The response must be made up of the lines in the entries below that contain "first".

▸ **Source information**
=== Begin Enclosure ===
/// `match expr '{' case* '}'`; `case ::= pattern ('where' expr)? brace-stmt`
/// (spec §4.D "Match"). Each case gets a synthetic `PatternBinding` decl to
/// own the variables its pattern introduces, mirroring `val`/`var` (spec §8
/// invariant: every pattern's variables point back to a binding decl).
fn parse_match_expr(state: &mut State, ast: &mut Ast, sink: &mut dyn DiagnosticSink) -> ExprId {
    let match_tok = state.take().unwrap();
    let subject = parse_expr(state, ast, sink);

    if state.take_kind(&TokenKind::LBrace).is_none() {
        sink.report(Diagnostic::error("expected '{'", state.error_range()));
        state.has_error = true;
    }

    let case_space = ast.alloc_space(Some(state.space));
    let mut cases = Vec::new();
    while state.peek_kind() == Some(&TokenKind::Case) {
        cases.push(parse_match_case(state, ast, sink, case_space));
    }

    let close_range = match state.take_kind(&TokenKind::RBrace) {
        Some(t) => t.range,
        None => {
            sink.report(Diagnostic::error("expected '}'", state.error_range()));
            state.has_error = true;
            state.skip_while(|k| *k != TokenKind::RBrace && *k != TokenKind::Semi);
            state
                .take_kind(&TokenKind::RBrace)
                .map(|t| t.range)
                .unwrap_or_else(|| state.error_range())
        }
    };

    let range = match_tok.range.join(&close_range);
    ast.alloc_expr(Expr::Match {
        subject,
        cases,
        ty: TypeSlot::unresolved(),
        range,
    })
}

fn parse_match_case(
    state: &mut State,
    ast: &mut Ast,
    sink: &mut dyn DiagnosticSink,
    space: DeclSpaceId,
) -> MatchCaseData {
    let case_tok = state.take_kind(&TokenKind::Case);
    let start = case_tok.map(|t| t.range).unwrap_or_else(|| state.error_range());

    let placeholder = ast.alloc_pattern(Pattern::Wildcard { range: start });
    let owner = ast.alloc_decl(
        Decl::PatternBinding {
            is_var: false,
            pattern: placeholder,
            sign: None,
            init: None,
            modifiers: Modifiers::default(),
            space,
            ty: TypeSlot::unresolved(),
            range: start,
        },
        space,
    );
    let pattern = super::pattern::parse_pattern(state, ast, sink, owner);

    let guard = if state.take_kind(&TokenKind::Where).is_some() {
        Some(parse_expr(state, ast, sink))
    } else {
        None
    };

    let body = stmt::parse_brace_block(state, ast, sink, space);
    let range = start.join(&ast.stmt(body).range());

    ast.replace_decl(
        owner,
        Decl::PatternBinding {
            is_var: false,
            pattern,
            sign: None,
            init: None,
            modifiers: Modifiers::default(),
            space,
            ty: TypeSlot::unresolved(),
            range,
        },
    );

    MatchCaseData {
        pattern,
        guard,
        body,
        range,
    }
}

#[cfg(test)]
mod tests {
    use super::*;
    use crate::diagnostic::VecSink;
    use crate::lex::Lexer;
    use crate::source::SourceManager;

    fn parse(text: &str) -> (Ast, ExprId, VecSink) {
        let mut sm = SourceManager::new();
        let file = sm.load_synthesized("<test>", text);
        let mut ast = Ast::new();
        let root = ast.alloc_root_space();
        let eof = sm.eof_range(file);
        let lexer = Lexer::new(file, sm.text(file));
        let mut state = State::new(lexer, root, eof);
        let mut sink = VecSink::new();
        let id = parse_expr(&mut state, &mut ast, &mut sink);
        (ast, id, sink)
    }

    #[test]
    fn precedence_multiplication_binds_tighter() {
        let (ast, id, sink) = parse("1 + 2 * 3");
        assert!(!sink.has_errors());
        match ast.expr(id) {
            Expr::InfixCall { op, rhs, .. } => {
                assert_eq!(op, "+");
                assert!(matches!(ast.expr(*rhs), Expr::InfixCall { op, .. } if op == "*"));
            }
            other => panic!("expected infix call, got {:?}", other),
        }
    }

    #[test]
    fn call_with_labeled_argument() {
        let (ast, id, sink) = parse("foo(label: 1, 2)");
        assert!(!sink.has_errors());
        match ast.expr(id) {
            Expr::Call { args, .. } => {
                assert_eq!(args.len(), 2);
                assert_eq!(args[0].label.as_deref(), Some("label"));
                assert_eq!(args[1].label, None);
            }
            other => panic!("expected call, got {:?}", other),
        }
    }

    #[test]
    fn member_and_call_chain() {
        let (ast, id, sink) = parse("a.b(1).c");
        assert!(!sink.has_errors());
        assert!(matches!(ast.expr(id), Expr::Member { .. }));
    }

    #[test]
    fn addr_of_prefix() {
        let (ast, id, sink) = parse("&x");
        assert!(!sink.has_errors());
        assert!(matches!(ast.expr(id), Expr::AddrOf { .. }));
    }

    #[test]
    fn prefix_requires_adjacency() {
        // A bare '-' with a gap before its "operand" can't be a prefix; it
        // falls through and `5` alone is the whole expression, leaving `-`
        // unconsumed (caller's problem, not this production's).
        let (ast, id, _) = parse("- 5");
        assert!(matches!(ast.expr(id), Expr::Error { .. }) || matches!(ast.expr(id), Expr::IntLit { .. }));
    }

    #[test]
    fn bare_qualified_decl_ref() {
        let (ast, id, sink) = parse("Namespace::member");
        assert!(!sink.has_errors());
        match ast.expr(id) {
            Expr::UnresolvedDeclRef { namespace, name, .. } => {
                assert!(namespace.is_some());
                assert_eq!(name, "member");
            }
            other => panic!("expected decl ref, got {:?}", other),
        }
    }

    #[test]
    fn trailing_double_colon_backtracks_to_bare_ident() {
        let (ast, id, sink) = parse("Foo::");
        assert!(!sink.has_errors());
        match ast.expr(id) {
            Expr::UnresolvedDeclRef { namespace, name, .. } => {
                assert!(namespace.is_none());
                assert_eq!(name, "Foo");
            }
            other => panic!("expected bare decl ref, got {:?}", other),
        }
    }

    #[test]
    fn cast_suffix() {
        let (ast, id, sink) = parse("x cast? Int");
        assert!(!sink.has_errors());
        assert!(matches!(ast.expr(id), Expr::DynCast { .. }));
    }

    #[test]
    fn grouping_parens_do_not_become_a_tuple() {
        let (ast, id, sink) = parse("(1)");
        assert!(!sink.has_errors());
        assert!(matches!(ast.expr(id), Expr::IntLit { .. }));
    }

    #[test]
    fn parenthesized_tuple() {
        let (ast, id, sink) = parse("(1, 2)");
        assert!(!sink.has_errors());
        match ast.expr(id) {
            Expr::Tuple { elements, .. } => assert_eq!(elements.len(), 2),
            other => panic!("expected tuple, got {:?}", other),
        }
    }
}
/// Entry point over a whole module (spec §4.F, unnumbered intro
/// paragraph): every non-generic function with a body gets its callees
/// resolved to concrete monomorphized copies in place; every generic public
/// (external-linkage) function gets an existentialized wrapper.
pub fn monomorphize_module(module: &mut Module, conformances: &dyn ConformanceTable) {
    let function_ids: Vec<FunctionId> = module.functions().map(|(id, _)| id).collect();
    for id in function_ids {
        let (is_generic, is_external, has_body) = {
            let f = module.function(id);
            (f.is_generic(), f.linkage == Linkage::External, f.entry().is_some())
        };
        if has_body && !is_generic {
            rewrite_callees_in_place(module, id, conformances);
        } else if is_generic && is_external {
            existentialize(module, id);
        }
    }
}

/// Rewrites every `Call`/`Project` callee reachable from a *non-generic*
/// function's own body to point at concrete monomorphized copies, without
/// creating a new function (there is no specialization of `id` itself to
/// apply — it already has none).
fn rewrite_callees_in_place(module: &mut Module, id: FunctionId, conformances: &dyn ConformanceTable) {
    let empty = CanonicalSpecialization::default();
    let block_ids: Vec<BlockId> = module.function(id).blocks().collect();
    let identity_block_map: HashMap<BlockId, BlockId> = block_ids.iter().map(|b| (*b, *b)).collect();
    let no_value_map = HashMap::new();

    for block_id in block_ids {
        let addrs: Vec<_> = module.function(id).block(block_id).instructions().map(|(a, _)| a).collect();
        for addr in addrs {
            let instr = module.function(id).block(block_id).get(addr).unwrap().clone();
            let rewritten = rewrite_instruction(
                module,
                &instr,
                &empty,
                &identity_block_map,
                &no_value_map,
                conformances,
            );
            module.function_mut(id).block_mut(block_id).replace(addr, rewritten);
        }
    }
}

/// Monomorphizes `base` for `specialization` (spec §4.F steps 1-7),
/// returning the resulting function's id. Memoized on `(base_id,
/// canonical_specialization)` so mutually-recursive generics terminate and
/// repeat requests return the same identity (spec §8 Scenario 6).
pub fn monomorphize_function(
    module: &mut Module,
    base: FunctionId,
    specialization: &CanonicalSpecialization,
    conformances: &dyn ConformanceTable,
) -> FunctionId {
    if specialization.args.is_empty() && !module.function(base).is_generic() {
        return base;
    }

    // Step 1.
    if let Some(existing) = module.lookup_monomorphization(base, specialization) {
        return existing;
    }

    let (name, anchor, linkage, inputs, output) = {
        let f = module.function(base);
        (
            f.name.clone(),
            f.anchor,
            f.linkage,
            f.inputs.iter().map(|p| p.ty.clone()).collect::<Vec<_>>(),
            f.output.clone(),
        )
    };
    let conventions: Vec<_> = {
        let f = module.function(base);
        f.inputs.iter().map(|p| p.convention).collect()
    };

    let specialized_inputs: Vec<ParameterType> = inputs
        .iter()
        .zip(conventions)
        .map(|(ty, convention)| ParameterType {
            convention,
            ty: substitute(ty, specialization),
        })
        .collect();
    let specialized_output = substitute(&output, specialization);

    // Step 2: declare the target with no generic parameters, empty blocks.
    let target_id = module.declare_function(
        mangled_name(&name, specialization),
        anchor,
        linkage,
        specialized_inputs,
        specialized_output,
        Vec::new(),
        FunctionOrigin::Monomorphized {
            base,
            specialization: specialization.clone(),
        },
    );
    // Recorded before walking the body so a generic function calling itself
    // terminates (spec §4.F "Monomorphization memoization": "Insert the
    // declaration before walking the body to ensure cycles... terminate").
    module.record_monomorphization(base, specialization.clone(), target_id);

    let Some((_cfg, dom)) = module.analyze(base) else {
        // A declaration with no body yet: nothing left to rewrite.
        return target_id;
    };

    // Step 3: one target block per source block, with specialized inputs.
    let mut block_map: HashMap<BlockId, BlockId> = HashMap::new();
    let source_blocks: Vec<BlockId> = module.function(base).blocks().collect();
    for source_block in source_blocks {
        let block_inputs: Vec<LoweredType> = module
            .function(base)
            .block(source_block)
            .inputs
            .iter()
            .map(|ty| substitute(ty, specialization))
            .collect();
        let target_block = module.function_mut(target_id).append_block(block_inputs);
        block_map.insert(source_block, target_block);
    }

    // Step 4: dominator-BFS visiting order, so every definition is rewritten
    // before any of its uses.
    let mut value_map: HashMap<InstructionId, InstructionId> = HashMap::new();
    for source_block in dom.bfs_order() {
        let target_block = block_map[&source_block];
        let instrs: Vec<_> = module
            .function(base)
            .block(source_block)
            .instructions()
            .map(|(addr, instr)| (addr, instr.clone()))
            .collect();

        // Step 5: rewrite operands, append an equivalent instruction.
        for (addr, instr) in instrs {
            let source_id = InstructionId {
                block: source_block,
                addr,
            };
            let rewritten =
                rewrite_instruction(module, &instr, specialization, &block_map, &value_map, conformances);
            let target_addr = module.function_mut(target_id).block_mut(target_block).push(rewritten);
            value_map.insert(
                source_id,
                InstructionId {
                    block: target_block,
                    addr: target_addr,
                },
            );
        }
    }

    target_id
}

fn mangled_name(base: &str, specialization: &CanonicalSpecialization) -> String {
    if specialization.args.is_empty() {
        return base.to_string();
    }
    let args = specialization
        .args
        .iter()
        .map(|(_, ty)| format!("{:?}", ty))
        .collect::<Vec<_>>()
        .join(", ");
    format!("{}<{}>", base, args)
}

fn rewrite_operand(
    module: &mut Module,
    operand: &Operand,
    specialization: &CanonicalSpecialization,
    block_map: &HashMap<BlockId, BlockId>,
    value_map: &HashMap<InstructionId, InstructionId>,
    conformances: &dyn ConformanceTable,
) -> Operand {
    match operand {
        Operand::Constant(c) => Operand::Constant(rewrite_const(module, c, specialization, conformances)),
        Operand::Parameter { block, index } => Operand::Parameter {
            block: *block_map.get(block).unwrap_or(block),
            index: *index,
        },
        Operand::Result(id) => Operand::Result(*value_map.get(id).unwrap_or(id)),
    }
}

fn rewrite_const(
    module: &mut Module,
    c: &Const,
    specialization: &CanonicalSpecialization,
    conformances: &dyn ConformanceTable,
) -> Const {
    match c {
        Const::FunctionRef(r) => Const::FunctionRef(rewrite_function_ref(module, r, specialization, conformances)),
        Const::Metatype(ty) => Const::Metatype(substitute(ty, specialization)),
        Const::Int(_) | Const::Float(_) | Const::Bool(_) | Const::Unit => c.clone(),
    }
}

fn rewrite_function_ref(
    module: &mut Module,
    r: &FunctionRef,
    specialization: &CanonicalSpecialization,
    conformances: &dyn ConformanceTable,
) -> FunctionRef {
    // Step 7: a trait-requirement callee resolves through a conformance
    // lookup before it can be monomorphized at all.
    if let Some(receiver) = &r.requirement_receiver {
        let receiver = substitute(receiver, specialization);
        let implementation = conformances
            .resolve(&receiver, r.function)
            .unwrap_or(r.function);
        let composed = compose(&r.specialization, specialization);
        let target = monomorphize_function(module, implementation, &composed, conformances);
        return FunctionRef {
            function: target,
            specialization: CanonicalSpecialization::default(),
            requirement_receiver: None,
        };
    }

    // Step 6: compose a nested generic callee's own specialization with the
    // specialization currently being applied, then monomorphize.
    let composed = compose(&r.specialization, specialization);
    let target = monomorphize_function(module, r.function, &composed, conformances);
    FunctionRef {
        function: target,
        specialization: CanonicalSpecialization::default(),
        requirement_receiver: None,
    }
}
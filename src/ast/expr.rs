//! Expression nodes (spec §3).

use super::{ExprId, PatternId, Ranged, SignId, StmtId, TypeSlot};
use crate::lex::IntRadix;
use crate::source::SourceRange;

#[derive(Debug)]
pub struct TupleElement {
    pub label: Option<String>,
    pub value: ExprId,
}

#[derive(Debug)]
pub struct Argument {
    pub label: Option<String>,
    pub value: ExprId,
}

#[derive(Debug, Clone)]
pub enum TupleIndex {
    Label(String),
    Position(usize),
}

#[derive(Debug)]
pub struct MatchCaseData {
    pub pattern: PatternId,
    pub guard: Option<ExprId>,
    pub body: StmtId,
    pub range: SourceRange,
}

#[derive(Debug)]
pub enum Expr {
    BoolLit {
        value: bool,
        ty: TypeSlot,
        range: SourceRange,
    },
    IntLit {
        text: String,
        radix: IntRadix,
        ty: TypeSlot,
        range: SourceRange,
    },
    FloatLit {
        text: String,
        ty: TypeSlot,
        range: SourceRange,
    },
    StringLit {
        value: String,
        ty: TypeSlot,
        range: SourceRange,
    },
    /// An unresolved reference to a declaration, optionally qualified by a
    /// namespace path (`Namespace::name`).
    UnresolvedDeclRef {
        namespace: Option<SignId>,
        name: String,
        ty: TypeSlot,
        range: SourceRange,
    },
    Tuple {
        elements: Vec<TupleElement>,
        ty: TypeSlot,
        range: SourceRange,
    },
    TupleMember {
        base: ExprId,
        index: TupleIndex,
        ty: TypeSlot,
        range: SourceRange,
    },
    Call {
        callee: ExprId,
        args: Vec<Argument>,
        ty: TypeSlot,
        range: SourceRange,
    },
    InfixCall {
        op: String,
        lhs: ExprId,
        rhs: ExprId,
        ty: TypeSlot,
        range: SourceRange,
    },
    PrefixCall {
        op: String,
        operand: ExprId,
        ty: TypeSlot,
        range: SourceRange,
    },
    PostfixCall {
        op: String,
        operand: ExprId,
        ty: TypeSlot,
        range: SourceRange,
    },
    /// An unresolved `.name` member access.
    Member {
        base: ExprId,
        name: String,
        ty: TypeSlot,
        range: SourceRange,
    },
    Receiver {
        is_self: bool,
        ty: TypeSlot,
        range: SourceRange,
    },
    Async {
        body: ExprId,
        ty: TypeSlot,
        range: SourceRange,
    },
    Await {
        operand: ExprId,
        ty: TypeSlot,
        range: SourceRange,
    },
    Match {
        subject: ExprId,
        cases: Vec<MatchCaseData>,
        ty: TypeSlot,
        range: SourceRange,
    },
    Assign {
        lhs: ExprId,
        rhs: ExprId,
        ty: TypeSlot,
        range: SourceRange,
    },
    AddrOf {
        operand: ExprId,
        ty: TypeSlot,
        range: SourceRange,
    },
    DynCast {
        operand: ExprId,
        target: SignId,
        ty: TypeSlot,
        range: SourceRange,
    },
    UnsafeCast {
        operand: ExprId,
        target: SignId,
        ty: TypeSlot,
        range: SourceRange,
    },
    Wildcard {
        ty: TypeSlot,
        range: SourceRange,
    },
    Error {
        range: SourceRange,
    },
}

impl Ranged for Expr {
    fn range(&self) -> SourceRange {
        match self {
            Expr::BoolLit { range, .. }
            | Expr::IntLit { range, .. }
            | Expr::FloatLit { range, .. }
            | Expr::StringLit { range, .. }
            | Expr::UnresolvedDeclRef { range, .. }
            | Expr::Tuple { range, .. }
            | Expr::TupleMember { range, .. }
            | Expr::Call { range, .. }
            | Expr::InfixCall { range, .. }
            | Expr::PrefixCall { range, .. }
            | Expr::PostfixCall { range, .. }
            | Expr::Member { range, .. }
            | Expr::Receiver { range, .. }
            | Expr::Async { range, .. }
            | Expr::Await { range, .. }
            | Expr::Match { range, .. }
            | Expr::Assign { range, .. }
            | Expr::AddrOf { range, .. }
            | Expr::DynCast { range, .. }
            | Expr::UnsafeCast { range, .. }
            | Expr::Wildcard { range, .. }
            | Expr::Error { range } => *range,
        }
    }
}
//! The diagnostic envelope consumed by an external reporter (spec §6), and
//! the speculative-buffering adapter the parser uses while backtracking
//! through a declaration reference (spec §4.D, §9).

use crate::source::SourceRange;
use std::fmt::{self, Display, Formatter};

#[derive(Debug, Clone, Copy, PartialEq, Eq)]
pub enum Level {
    Error,
    Warning,
    Note,
}

impl Display for Level {
    fn fmt(&self, f: &mut Formatter<'_>) -> fmt::Result {
        match self {
            Level::Error => write!(f, "error"),
            Level::Warning => write!(f, "warning"),
            Level::Note => write!(f, "note"),
        }
    }
}

#[derive(Debug, Clone, PartialEq, Eq)]
pub struct Diagnostic {
    pub level: Level,
    pub message: String,
    pub anchor: SourceRange,
}

impl Diagnostic {
    pub fn error(message: impl Into<String>, anchor: SourceRange) -> Self {
        Self {
            level: Level::Error,
            message: message.into(),
            anchor,
        }
    }

    pub fn warning(message: impl Into<String>, anchor: SourceRange) -> Self {
        Self {
            level: Level::Warning,
            message: message.into(),
            anchor,
        }
    }

    pub fn note(message: impl Into<String>, anchor: SourceRange) -> Self {
        Self {
            level: Level::Note,
            message: message.into(),
            anchor,
        }
    }
}

/// A pluggable sink diagnostics are reported to. The parser never talks to a
/// concrete reporter directly, only through this trait, so that speculative
/// work can swap in a buffering adapter.
pub trait DiagnosticSink {
    fn report(&mut self, diagnostic: Diagnostic);
}

/// The simplest sink: accumulate everything. What a driver or a test uses.
#[derive(Debug, Default)]
pub struct VecSink {
    pub diagnostics: Vec<Diagnostic>,
}

impl DiagnosticSink for VecSink {
    fn report(&mut self, diagnostic: Diagnostic) {
        self.diagnostics.push(diagnostic);
    }
}

impl VecSink {
    pub fn new() -> Self {
        Self::default()
    }

    pub fn has_errors(&self) -> bool {
        self.diagnostics.iter().any(|d| d.level == Level::Error)
    }
}

/// Buffers diagnostics reported while speculative work (e.g. a qualified
/// decl-ref parse that might backtrack) is in progress. On `commit`, the
/// buffered diagnostics are replayed, in order, into the wrapped sink. On
/// drop without commit (i.e. the speculative parse was abandoned), they are
/// silently discarded — this is what keeps backtracking free of phantom
/// diagnostics.
pub struct BufferingSink<'a> {
    inner: &'a mut dyn DiagnosticSink,
    buffered: Vec<Diagnostic>,
}

impl<'a> BufferingSink<'a> {
    pub fn new(inner: &'a mut dyn DiagnosticSink) -> Self {
        Self {
            inner,
            buffered: Vec::new(),
        }
    }

    /// Replay every buffered diagnostic, in source order, into the wrapped
    /// sink.
    pub fn commit(self) {
        for diagnostic in self.buffered {
            self.inner.report(diagnostic);
        }
    }

    /// Discard everything buffered; nothing reaches the wrapped sink.
    pub fn discard(self) {}

    pub fn buffered(&self) -> &[Diagnostic] {
        &self.buffered
    }
}

impl<'a> DiagnosticSink for BufferingSink<'a> {
    fn report(&mut self, diagnostic: Diagnostic) {
        self.buffered.push(diagnostic);
    }
}

#[cfg(test)]
mod tests {
    use super::*;
    use crate::source::SourceManager;

    fn range() -> SourceRange {
        let mut sm = SourceManager::new();
        let id = sm.load_synthesized("<test>", "ab");
        SourceRange::new(id, 0, 1)
    }

    #[test]
    fn buffering_sink_commit_replays_in_order() {
        let mut sink = VecSink::new();
        {
            let mut buffer = BufferingSink::new(&mut sink);
            buffer.report(Diagnostic::error("first", range()));
            buffer.report(Diagnostic::warning("second", range()));
            buffer.commit();
        }
        assert_eq!(sink.diagnostics.len(), 2);
        assert_eq!(sink.diagnostics[0].message, "first");
        assert_eq!(sink.diagnostics[1].message, "second");
    }

    #[test]
    fn buffering_sink_discard_drops_everything() {
        let mut sink = VecSink::new();
        {
            let mut buffer = BufferingSink::new(&mut sink);
            buffer.report(Diagnostic::error("never seen", range()));
            buffer.discard();
        }
        assert!(sink.diagnostics.is_empty());
    }
}
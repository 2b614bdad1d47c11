//! Basic blocks (spec §3 "Block").
//!
//! A block owns its instructions in a `SlotMap` keyed by [`InstrAddr`] plus
//! an explicit `order` vector. The slot map gives every instruction a
//! stable address that survives insertion and removal of its neighbors
//! (spec §3 invariant: "addresses remain valid after unrelated
//! insertions/removals"); the order vector is the actual "ordered list of
//! instructions" the spec describes, since a `SlotMap` has no iteration
//! order of its own.

use super::function::{FunctionId, LoweredType};
use super::instruction::{InstrAddr, Instruction};
use slotmap::SlotMap;

slotmap::new_key_type! {
    /// A function-local block handle. Stable across insertion/removal of
    /// *other* blocks in the same function (spec §3 "Block addresses are
    /// stable across insertions and removals").
    pub struct BlockAddr;
}

/// `(function_id, block_address)`, per the glossary's `Block.ID`.
#[derive(Debug, Clone, Copy, PartialEq, Eq, Hash)]
pub struct BlockId {
    pub function: FunctionId,
    pub addr: BlockAddr,
}

#[derive(Debug)]
pub struct Block {
    pub inputs: Vec<LoweredType>,
    instructions: SlotMap<InstrAddr, Instruction>,
    order: Vec<InstrAddr>,
}

impl Block {
    pub fn new(inputs: Vec<LoweredType>) -> Self {
        Self {
            inputs,
            instructions: SlotMap::with_key(),
            order: Vec::new(),
        }
    }

    /// Appends `instr` to the end of the block and returns the address it
    /// was stored at. Callers are responsible for keeping terminators last
    /// (spec §3 invariant; not mechanically enforced here, same as the
    /// parser's "diagnose, don't reject" posture for context rules).
    pub fn push(&mut self, instr: Instruction) -> InstrAddr {
        let addr = self.instructions.insert(instr);
        self.order.push(addr);
        addr
    }

    /// Removes the instruction at `addr`. Every other address in the block
    /// stays valid (spec §3 invariant).
    pub fn remove(&mut self, addr: InstrAddr) -> Option<Instruction> {
        let removed = self.instructions.remove(addr);
        if removed.is_some() {
            self.order.retain(|a| *a != addr);
        }
        removed
    }

    /// Overwrites the instruction at `addr` in place, preserving its
    /// address (spec §3: "Replacing an instruction preserves its address").
    pub fn replace(&mut self, addr: InstrAddr, instr: Instruction) {
        self.instructions[addr] = instr;
    }

    pub fn get(&self, addr: InstrAddr) -> Option<&Instruction> {
        self.instructions.get(addr)
    }

    /// Instructions in source/program order.
    pub fn instructions(&self) -> impl Iterator<Item = (InstrAddr, &Instruction)> {
        self.order.iter().map(move |addr| (*addr, &self.instructions[*addr]))
    }

    pub fn len(&self) -> usize {
        self.order.len()
    }

    pub fn is_empty(&self) -> bool {
        self.order.is_empty()
    }

    /// The block's terminator, if one has been appended yet (spec §3
    /// invariant: a terminator is always the last instruction).
    pub fn terminator(&self) -> Option<&Instruction> {
        self.order
            .last()
            .map(|addr| &self.instructions[*addr])
            .filter(|instr| instr.is_terminator())
    }
}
=== End Enclosure ===
▸ **Task answer**
            buffer.report(Diagnostic::error("first", range()));
        assert_eq!(sink.diagnostics[0].message, "first");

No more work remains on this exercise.